//! Command-line surface generated from a [`ParamSchema`].
//!
//! Pipeline options are only known once the definition is loaded, so the
//! `clap::Command` is assembled at run time: one `--name` argument per
//! declared option. Anything clap doesn't recognise is a startup error.

use super::{ParamKind, ParamSchema, ParameterStore};
use crate::errors::{ContractErrorInfo, StagewireError, ValidationError};
use clap::{Arg, ArgAction, Command};

/// Builds the `clap` command for the schema's options.
#[must_use]
pub fn command(schema: &ParamSchema, bin_name: &str) -> Command {
    let mut cmd = Command::new(bin_name.to_string())
        .no_binary_name(true)
        .disable_help_subcommand(true);

    for spec in &schema.params {
        let mut arg = Arg::new(spec.name.clone())
            .long(spec.name.clone())
            .action(ArgAction::Set)
            .value_name(spec.kind.to_string().to_uppercase());

        if spec.kind == ParamKind::Bool {
            arg = arg
                .num_args(0..=1)
                .require_equals(true)
                .default_missing_value("true");
        }

        let mut help = spec.help.clone().unwrap_or_default();
        if let Some(default) = &spec.default {
            if !help.is_empty() {
                help.push(' ');
            }
            help.push_str(&format!("[default: {default}]"));
        }
        if !help.is_empty() {
            arg = arg.help(help);
        }

        cmd = cmd.arg(arg);
    }

    cmd
}

/// Parses pipeline option arguments and resolves the parameter store.
///
/// # Errors
///
/// `ValidationError` for unknown options or malformed values, plus any
/// error from [`ParamSchema::resolve_raw`].
pub fn parse_args<I, T>(schema: &ParamSchema, args: I) -> Result<ParameterStore, StagewireError>
where
    I: IntoIterator<Item = T>,
    T: Into<std::ffi::OsString> + Clone,
{
    let matches = command(schema, "params").try_get_matches_from(args).map_err(|e| {
        ValidationError::new(e.to_string().trim().to_string()).with_error_info(
            ContractErrorInfo::new("PARAM-UNKNOWN-OPTION", "Rejected pipeline option")
                .with_fix_hint("Run with --help to list the pipeline's declared options."),
        )
    })?;

    let overrides: Vec<(String, String)> = schema
        .params
        .iter()
        .filter_map(|spec| {
            matches
                .get_one::<String>(&spec.name)
                .map(|raw| (spec.name.clone(), raw.clone()))
        })
        .collect();

    schema.resolve_raw(overrides)
}
fn check_ports(stage: &StageDef) -> Result<(), WiringError> {
    if stage.timeout_ms == Some(0) {
        return Err(wiring(
            "WIRING-INVALID-TIMEOUT",
            format!("Stage '{}' has a zero timeout", stage.name),
            vec![stage.name.clone()],
        ));
    }
    let mut inputs = HashSet::new();
    for port in &stage.inputs {
        if !inputs.insert(port.name.as_str()) {
            return Err(duplicate_port(&stage.name, &port.name));
        }
    }
    let mut outputs = HashSet::new();
    for port in &stage.outputs {
        if port.name.is_empty() || port.name.contains('.') {
            return Err(wiring(
                "WIRING-INVALID-NAME",
                format!("Invalid output port name '{}.{}'", stage.name, port.name),
                vec![stage.name.clone()],
            ));
        }
        if !outputs.insert(port.name.as_str()) {
            return Err(duplicate_port(&stage.name, &port.name));
        }
    }
    Ok(())
}

fn check_combinator(combinator: &Combinator) -> Result<(), WiringError> {
    let problem = match &combinator.op {
        CombinatorOp::FanOut { n: 0, .. } => Some("fan_out needs at least one output"),
        CombinatorOp::CrossProduct { values, .. } if values.is_empty() => {
            Some("cross_product needs at least one value")
        }
        CombinatorOp::Mix { sources } if sources.is_empty() => Some("mix needs at least one source"),
        _ => None,
    };
    match problem {
        Some(problem) => Err(wiring(
            "WIRING-INVALID-COMBINATOR",
            format!("'{}': {problem}", combinator.name),
            vec![combinator.name.clone()],
        )),
        None => Ok(()),
    }
}

/// Kahn's algorithm; ties are broken by declaration order.
fn topological_order(sources: &[Vec<Source>], pruned: &[bool]) -> Vec<usize> {
    let n = sources.len();
    let mut in_degree = vec![0usize; n];
    let mut dependents: Vec<Vec<usize>> = vec![Vec::new(); n];

    for i in (0..n).filter(|&i| !pruned[i]) {
        for &(_, producer) in &sources[i] {
            if !pruned[producer] {
                in_degree[i] += 1;
                dependents[producer].push(i);
            }
        }
    }

    let mut ready: BTreeSet<usize> = (0..n).filter(|&i| !pruned[i] && in_degree[i] == 0).collect();
    let mut order = Vec::with_capacity(n);
    while let Some(i) = ready.pop_first() {
        order.push(i);
        for &d in &dependents[i] {
            in_degree[d] -= 1;
            if in_degree[d] == 0 {
                ready.insert(d);
            }
        }
    }
    order
}

fn wiring(code: &str, message: String, nodes: Vec<String>) -> WiringError {
    let mut info = ContractErrorInfo::new(code, message.clone());
    if let Some(hint) = ContractSuggestions::get(code) {
        info = info.with_fix_hint(hint);
    }
    WiringError::new(message).with_nodes(nodes).with_error_info(info)
}

fn mismatch(message: String, nodes: Vec<String>) -> WiringError {
    wiring("WIRING-TYPE-MISMATCH", message, nodes)
}

fn duplicate_port(stage: &str, port: &str) -> WiringError {
    wiring(
        "WIRING-DUPLICATE-PORT",
        format!("Stage '{stage}' declares port '{port}' twice"),
        vec![stage.to_string()],
    )
}

#[cfg(test)]
mod tests {
    use super::*;
    use crate::core::{Item, StreamValue};
    use crate::params::ParamValue;
    use crate::stages::{Gate, InputPort, SizeRule};
    use pretty_assertions::assert_eq;
    use std::time::Duration;

    fn reads() -> Seed {
        Seed::multi(
            "reads",
            "fastq",
            vec![Item::new("S1"), Item::new("S2"), Item::new("S3")],
        )
    }

    fn align() -> StageDef {
        StageDef::new("align", "touch {{ prefix }}.bam")
            .with_input("reads", "reads", PortType::item("fastq"))
            .with_output("bam", "*.bam", "bam")
    }

    fn params(call_peaks: bool) -> ParameterStore {
        ParameterStore::from_values([("call_peaks", ParamValue::Bool(call_peaks))])
    }

    fn code(err: StagewireError) -> String {
        match err {
            StagewireError::Wiring(w) => w.code().unwrap_or_default().to_string(),
            other => panic!("expected wiring error, got {other}"),
        }
    }

    #[test]
    fn test_chain_topological_order() {
        let graph = GraphBuilder::new("test")
            .stage(
                StageDef::new("sort", "true")
                    .with_input("bam", "align.bam", PortType::item("bam"))
                    .with_output("sorted", "*.sorted.bam", "bam"),
            )
            .stage(align())
            .seed(reads())
            .build(ParameterStore::default())
            .unwrap();

        assert_eq!(graph.topological_order(), vec!["reads", "align", "sort"]);
        for (producer, consumer) in graph.edges() {
            let order = graph.topological_order();
            let p = order.iter().position(|n| *n == producer).unwrap();
            let c = order.iter().position(|n| *n == consumer).unwrap();
            assert!(p < c, "{producer} must precede {consumer}");
        }
        assert_eq!(graph.stream("align.bam").unwrap().flavor, Flavor::Multi);
    }

    #[test]
    fn test_empty_graph() {
        let err = GraphBuilder::new("empty").build(ParameterStore::default()).unwrap_err();
        assert_eq!(code(err), "WIRING-EMPTY");
    }

    #[test]
    fn test_missing_producer() {
        let err = GraphBuilder::new("test")
            .stage(align())
            .build(ParameterStore::default())
            .unwrap_err();
        assert_eq!(code(err), "WIRING-MISSING-PRODUCER");
    }

    #[test]
    fn test_unknown_port() {
        let err = GraphBuilder::new("test")
            .seed(reads())
            .stage(align())
            .stage(
                StageDef::new("sort", "true")
                    .with_input("bam", "align.bai", PortType::item("bam")),
            )
            .build(ParameterStore::default())
            .unwrap_err();
        assert_eq!(code(err), "WIRING-MISSING-PRODUCER");
    }

    #[test]
    fn test_type_mismatch() {
        let err = GraphBuilder::new("test")
            .seed(reads())
            .stage(
                StageDef::new("call", "true")
                    .with_input("bam", "reads", PortType::item("bam")),
            )
            .build(ParameterStore::default())
            .unwrap_err();
        assert_eq!(code(err), "WIRING-TYPE-MISMATCH");
    }

    #[test]
    fn test_shared_multi_requires_fan_out() {
        let qc = StageDef::new("qc", "true").with_input("reads", "reads", PortType::item("fastq"));
        let err = GraphBuilder::new("test")
            .seed(reads())
            .stage(align())
            .stage(qc.clone())
            .build(ParameterStore::default())
            .unwrap_err();
        assert_eq!(code(err), "WIRING-SHARED-MULTI");

        let graph = GraphBuilder::new("test")
            .seed(reads())
            .fan_out("split", "reads", 2)
            .stage(
                StageDef::new("align", "true")
                    .with_input("reads", "split.0", PortType::item("fastq"))
                    .with_output("bam", "*.bam", "bam"),
            )
            .stage(StageDef::new("qc", "true").with_input("reads", "split.1", PortType::item("fastq")))
            .build(ParameterStore::default())
            .unwrap();
        assert_eq!(graph.stream("split.1").unwrap().consumers.len(), 1);
    }

    #[test]
    fn test_broadcast_may_be_shared() {
        let graph = GraphBuilder::new("test")
            .seed(reads())
            .stage(align())
            .collect("all", "align.bam", Some(SortKey::Key))
            .stage(StageDef::new("merge", "true").with_input("bams", "all", PortType::list("bam")))
            .stage(StageDef::new("report", "true").with_input("bams", "all", PortType::list("bam")))
            .build(ParameterStore::default())
            .unwrap();

        let all = graph.stream("all.out").unwrap();
        assert_eq!(all.flavor, Flavor::Broadcast);
        assert_eq!(all.ty, PortType::list("bam"));
        assert_eq!(all.consumers.len(), 2);
    }

    #[test]
    fn test_gated_stage_and_exclusive_consumer_pruned() {
        let build = |flag: bool| {
            GraphBuilder::new("test")
                .seed(reads())
                .stage(align().with_gate(Gate::param("call_peaks")))
                .collect("all", "align.bam", None)
                .stage(StageDef::new("summary", "true").with_input("bams", "all", PortType::list("bam")))
                .build(params(flag))
        };

        let on = build(true).unwrap();
        assert!(on.contains("summary"));
        assert!(on.pruned().is_empty());

        let off = build(false).unwrap();
        assert!(!off.contains("align"));
        assert!(!off.contains("all"));
        assert!(!off.contains("summary"));
        assert_eq!(off.pruned(), ["align", "all", "summary"]);
        assert_eq!(off.topological_order(), vec!["reads"]);
    }

    #[test]
    fn test_pruned_dependency_without_default() {
        let err = GraphBuilder::new("test")
            .seed(reads())
            .fan_out("split", "reads", 2)
            .stage(
                StageDef::new("align", "true")
                    .with_input("reads", "split.0", PortType::item("fastq"))
                    .with_output("bam", "*.bam", "bam")
                    .with_gate(Gate::param("call_peaks")),
            )
            .stage(
                StageDef::new("report", "true")
                    .with_input("reads", "split.1", PortType::item("fastq"))
                    .with_input("bam", "align.bam", PortType::item("bam")),
            )
            .build(params(false))
            .unwrap_err();
        assert_eq!(code(err), "WIRING-PRUNED-DEPENDENCY");
    }

    #[test]
    fn test_pruned_dependency_with_default() {
        let graph = GraphBuilder::new("test")
            .seed(reads())
            .fan_out("split", "reads", 2)
            .stage(
                StageDef::new("align", "true")
                    .with_input("reads", "split.0", PortType::item("fastq"))
                    .with_output("bam", "*.bam", "bam")
                    .with_gate(Gate::param("call_peaks")),
            )
            .stage(
                StageDef::new("report", "true")
                    .with_input("reads", "split.1", PortType::item("fastq"))
                    .with_input_port(
                        InputPort::new("bam", "align.bam", PortType::item("bam"))
                            .with_default(StreamValue::Item(Item::new("none"))),
                    ),
            )
            .build(params(false))
            .unwrap();

        let report = graph.node("report").unwrap();
        assert_eq!(report.inputs, vec![Some("split.1".to_string()), None]);
    }

    #[test]
    fn test_mix_tolerates_pruned_source() {
        let graph = GraphBuilder::new("test")
            .seed(reads())
            .fan_out("split", "reads", 2)
            .stage(
                StageDef::new("trim", "true")
                    .with_input("reads", "split.0", PortType::item("fastq"))
                    .with_output("reads", "*.fq", "fastq")
                    .with_gate(Gate::param("call_peaks")),
            )
            .mix("both", ["trim.reads", "split.1"])
            .build(params(false))
            .unwrap();

        assert_eq!(graph.node("both").unwrap().inputs, vec![Some("split.1".to_string())]);
    }

    #[test]
    fn test_cycle_detected() {
        let err = GraphBuilder::new("test")
            .stage(
                StageDef::new("a", "true")
                    .with_input("x", "b.out", PortType::item("any"))
                    .with_output("out", "*", "any"),
            )
            .stage(
                StageDef::new("b", "true")
                    .with_input("x", "a.out", PortType::item("any"))
                    .with_output("out", "*", "any"),
            )
            .build(ParameterStore::default())
            .unwrap_err();
        assert_eq!(code(err), "WIRING-CYCLE");
    }

    #[test]
    fn test_duplicate_node() {
        let err = GraphBuilder::new("test")
            .seed(reads())
            .seed(reads())
            .build(ParameterStore::default())
            .unwrap_err();
        assert_eq!(code(err), "WIRING-DUPLICATE-NODE");
    }

    #[test]
    fn test_collect_requires_multi() {
        let err = GraphBuilder::new("test")
            .seed(Seed::broadcast("genome", "fasta", Item::new("hg38")))
            .collect("all", "genome", None)
            .build(ParameterStore::default())
            .unwrap_err();
        assert_eq!(code(err), "WIRING-TYPE-MISMATCH");
    }

    #[test]
    fn test_stage_without_multi_inputs_is_broadcast() {
        let graph = GraphBuilder::new("test")
            .seed(Seed::broadcast("genome", "fasta", Item::new("hg38")))
            .stage(
                StageDef::new("index", "true")
                    .with_input("fasta", "genome", PortType::item("fasta"))
                    .with_output("index", "*.idx", "index"),
            )
            .build(ParameterStore::default())
            .unwrap();
        assert_eq!(graph.stream("index.index").unwrap().flavor, Flavor::Broadcast);
    }

    #[test]
    fn test_variant_must_name_list_input() {
        let err = GraphBuilder::new("test")
            .seed(reads())
            .stage(align().with_variant(SizeRule::exactly("reads", 1), "true"))
            .build(ParameterStore::default())
            .unwrap_err();
        assert_eq!(code(err), "WIRING-VARIANT-INPUT");
    }

    #[test]
    fn test_zero_timeout_rejected() {
        let err = GraphBuilder::new("test")
            .seed(reads())
            .stage(align().with_timeout(Duration::ZERO))
            .build(ParameterStore::default())
            .unwrap_err();
        assert_eq!(code(err), "WIRING-INVALID-TIMEOUT");

        let graph = GraphBuilder::new("test")
            .seed(reads())
            .stage(align().with_timeout(Duration::from_millis(250)))
            .build(ParameterStore::default())
            .unwrap();
        assert_eq!(
            graph.node("align").unwrap().def.as_stage().unwrap().timeout(),
            Some(Duration::from_millis(250))
        );
    }

    #[test]
    fn test_gate_on_unknown_parameter() {
        let err = GraphBuilder::new("test")
            .seed(reads())
            .stage(align().with_gate(Gate::param("nope")))
            .build(ParameterStore::default())
            .unwrap_err();
        assert!(matches!(err, StagewireError::UnknownParameter(_)));
    }

    #[test]
    fn test_required_empty_seed() {
        let err = GraphBuilder::new("test")
            .seed(Seed::multi("reads", "fastq", Vec::new()).required())
            .build(ParameterStore::default())
            .unwrap_err();
        assert!(matches!(err, StagewireError::EmptySeed(_)));
    }
}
————
--- Task requirements ---
How many lines in the listing above contain the string "report"? Answer with the number only.

--- Answer section ---
5